In the beginning of the lab, it said to describe the image orientation with the words right-side-up or inverted, AND normal or reversed.  What does this mean?  
D)  Galilean refractor:
  1. Use the concave lens as the eyepiece in your telescope with the same lense as before for the objective lens.  You will find a focus at a much closer separation of the lenses.  
  2. Observe the objects around the room.  Record the orientation and estimate the magnification of this telescope.  Record any similarities and differences compared to the astronomical refractor (which was section C above).    

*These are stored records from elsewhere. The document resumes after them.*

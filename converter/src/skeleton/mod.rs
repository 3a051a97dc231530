//! Bone hierarchies.
//!
//! A [`Skeleton`] is a flat list of [`Bone`]s whose parent links are indices
//! into the same list. Skeletons are built from skin joint lists or from a
//! single node, completed up to the scene roots, merged by bone equivalence
//! and finally sorted so that parents precede children.

mod bone;
mod pose;

pub use bone::{Bone, BONE_MATRIX_EPSILON};
pub use pose::{bone_local_matrices, bone_poses, BonePose, WorldTransform};

use crate::document::{Document, NodeId};
use crate::error::{ConvertError, Result};
use crate::math::{mat4_from_row_major, mat4_inverse_or_identity};
use crate::profiling::profile_function;

/// Ordered list of bones.
#[derive(Debug, Clone, Default, PartialEq)]
pub struct Skeleton {
    pub bones: Vec<Bone>,
}

fn node_label(doc: &Document, node: NodeId) -> String {
    let n = doc.node(node);
    n.sid
        .clone()
        .or_else(|| n.id.clone())
        .unwrap_or_else(|| n.name.clone())
}

/// Resolve a skin's joints to bones, then complete the hierarchy.
///
/// Joint `j` becomes bone `j`. Each joint is searched in the candidate roots
/// in order. If any joint cannot be resolved, or the inverse bind array is too
/// short, no bones are returned.
pub fn create_skin_bones(
    doc: &Document,
    joints: &[String],
    skeleton_roots: &[NodeId],
    inv_bind_matrices: &[f32],
) -> Vec<Bone> {
    profile_function!();
    if inv_bind_matrices.len() < joints.len() * 16 {
        log::warn!(
            "Skin has {} joints but only {} inverse bind values",
            joints.len(),
            inv_bind_matrices.len()
        );
        return Vec::new();
    }
    let mut bones = Vec::with_capacity(joints.len());
    for (j, joint) in joints.iter().enumerate() {
        let Some(node) = skeleton_roots
            .iter()
            .find_map(|&root| doc.find_scoped(root, joint))
        else {
            log::warn!("Joint '{joint}' not found in any skeleton root");
            return Vec::new();
        };
        let inv_bind = mat4_from_row_major(&inv_bind_matrices[j * 16..j * 16 + 16]);
        bones.push(Bone::new(joint.clone(), node, inv_bind));
    }
    find_bone_parents(doc, &mut bones);
    update_indices(&mut bones);
    bones
}

/// Assign parents, adding completion bones for ancestors not in the list.
///
/// The list grows while it is scanned, so completion bones get their own
/// parents assigned too, up to the top-level nodes.
pub fn find_bone_parents(doc: &Document, bones: &mut Vec<Bone>) {
    let mut i = 0;
    while i < bones.len() {
        if bones[i].parent.is_none() {
            if let Some(parent_node) = doc.node(bones[i].node).parent {
                let parent = match bones.iter().position(|b| b.node == parent_node) {
                    Some(p) => p,
                    None => {
                        let inv_bind = mat4_inverse_or_identity(&doc.world_matrix(parent_node));
                        bones.push(Bone::completion(
                            node_label(doc, parent_node),
                            parent_node,
                            inv_bind,
                        ));
                        bones.len() - 1
                    }
                };
                bones[i].parent = Some(parent);
            }
        }
        i += 1;
    }
}

/// Set every bone's `index` to its position.
pub fn update_indices(bones: &mut [Bone]) {
    for (i, bone) in bones.iter_mut().enumerate() {
        bone.index = i;
    }
}

/// Insert `src[i]` into `dst`, merging with an equivalent bone if present,
/// and recursively insert its parent chain. Returns the position in `dst`.
pub fn append_bone(dst: &mut Vec<Bone>, src: &[Bone], i: usize) -> usize {
    let bone = &src[i];
    if let Some(existing) = dst.iter().position(|b| b.same_bone(bone)) {
        dst[existing].attached_to_skin |= bone.attached_to_skin;
        if let Some(p) = bone.parent {
            append_bone(dst, src, p);
        }
        return existing;
    }
    let pos = dst.len();
    dst.push(Bone {
        parent: None,
        ..bone.clone()
    });
    if let Some(p) = bone.parent {
        let parent = append_bone(dst, src, p);
        dst[pos].parent = Some(parent);
    }
    pos
}

/// Insert every bone of `src`. Returns the `src` to `dst` index map.
pub fn append_bones(dst: &mut Vec<Bone>, src: &[Bone]) -> Vec<usize> {
    (0..src.len()).map(|i| append_bone(dst, src, i)).collect()
}

impl Skeleton {
    pub fn new(bones: Vec<Bone>) -> Self {
        let mut skeleton = Self { bones };
        skeleton.update_indices();
        skeleton
    }

    /// Skeleton driving geometry rigidly attached to `node`.
    ///
    /// Bone 0 tracks the node itself; its ancestors are added as completion bones.
    pub fn create_from_node(doc: &Document, node: NodeId) -> Self {
        let inv_bind = mat4_inverse_or_identity(&doc.world_matrix(node));
        let mut bones = vec![Bone::new(node_label(doc, node), node, inv_bind)];
        find_bone_parents(doc, &mut bones);
        Self::new(bones)
    }

    pub fn len(&self) -> usize {
        self.bones.len()
    }

    pub fn is_empty(&self) -> bool {
        self.bones.is_empty()
    }

    pub fn update_indices(&mut self) {
        update_indices(&mut self.bones);
    }

    /// Union of two skeletons with equivalent bones merged.
    pub fn merge(a: &Skeleton, b: &Skeleton) -> Skeleton {
        profile_function!();
        let mut bones = Vec::with_capacity(a.len() + b.len());
        append_bones(&mut bones, &a.bones);
        append_bones(&mut bones, &b.bones);
        Skeleton::new(bones)
    }

    /// For every bone of `self`, the index of its equivalent in `other`.
    pub fn get_bone_index_map(&self, other: &Skeleton) -> Result<Vec<usize>> {
        self.bones
            .iter()
            .map(|bone| {
                other
                    .bones
                    .iter()
                    .position(|b| b.same_bone(bone))
                    .ok_or_else(|| ConvertError::BoneNotFound {
                        bone: bone.name.clone(),
                    })
            })
            .collect()
    }

    /// Length of the parent chain of bone `i`.
    pub fn depth(&self, i: usize) -> usize {
        let mut depth = 0;
        let mut current = self.bones[i].parent;
        while let Some(p) = current {
            depth += 1;
            current = self.bones[p].parent;
            if depth > self.bones.len() {
                break;
            }
        }
        depth
    }

    /// Whether every parent precedes its children.
    pub fn bones_sorted(&self) -> bool {
        self.bones
            .iter()
            .enumerate()
            .all(|(i, b)| b.parent.map_or(true, |p| p < i))
    }

    /// Stable sort by `(depth, parent index, index)`.
    ///
    /// Returns the old-to-new index map.
    pub fn sort(&mut self) -> Result<Vec<usize>> {
        profile_function!();
        let mut order: Vec<usize> = (0..self.bones.len()).collect();
        let keys: Vec<(usize, Option<usize>, usize)> = (0..self.bones.len())
            .map(|i| (self.depth(i), self.bones[i].parent, i))
            .collect();
        order.sort_by_key(|&i| keys[i]);

        let mut old_to_new = vec![0; order.len()];
        for (new, &old) in order.iter().enumerate() {
            old_to_new[old] = new;
        }
        let bones = order
            .iter()
            .map(|&old| {
                let bone = &self.bones[old];
                Bone {
                    parent: bone.parent.map(|p| old_to_new[p]),
                    ..bone.clone()
                }
            })
            .collect();
        self.bones = bones;
        self.update_indices();

        if !self.bones_sorted() {
            return Err(ConvertError::SkeletonNotSorted);
        }
        Ok(old_to_new)
    }
}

    1. The image orientation was right-side-up and normal.  There were many differences between this telescope and the astronomical refractor that we used before.  The concave lens as the eyepiece made the viewing circle shrink in size.  Therefore, out of Convex A and Convex B, the concave lens was the smallest of them all.  We took this to mean that magnification was better for this lens than the others, but our calculations truly surprised us as to how high the magnification was.  Another difference between this Galilean refractor and the astronomical refractors was that the astronomical refractors had inverted image orientations while the Galilean had a right-side-up and normal orientation.
We calculated the amount of magnification of this telescope.  Here the fO = 44cm because we used the plane lens as the objective one, and the concave lens’s focal length meant that the fE = 1cm.  
M = fO / fE
M = 44cm/1cm
Magnification for the concave lens is 44cm.  This means that out of all the lenses we used for eyepieces, the concave lens had the highest degree of magnification.


Conclusion:
The purpose of this lab was to acclimate students to the way lens and mirrors operated independently and together. This was achieved through different experiments that obtained information about a single lens or mirror, whether it be the focal length, image size, image orientation, or the apparent brightness of that image, and also through the experience of building a telescope using multiple lenses to bend light into a focus for the eye to make out clearly. While on the telescope portion of this lab, an appreciation can be gathered for those who only had telescopes like the ones we made to use for astronomical observances. The math behind the reason why lenses and mirrors function the way they do was also a goal of this lab, and was achieved through calculation of the magnification the two lenses in our telescope provided.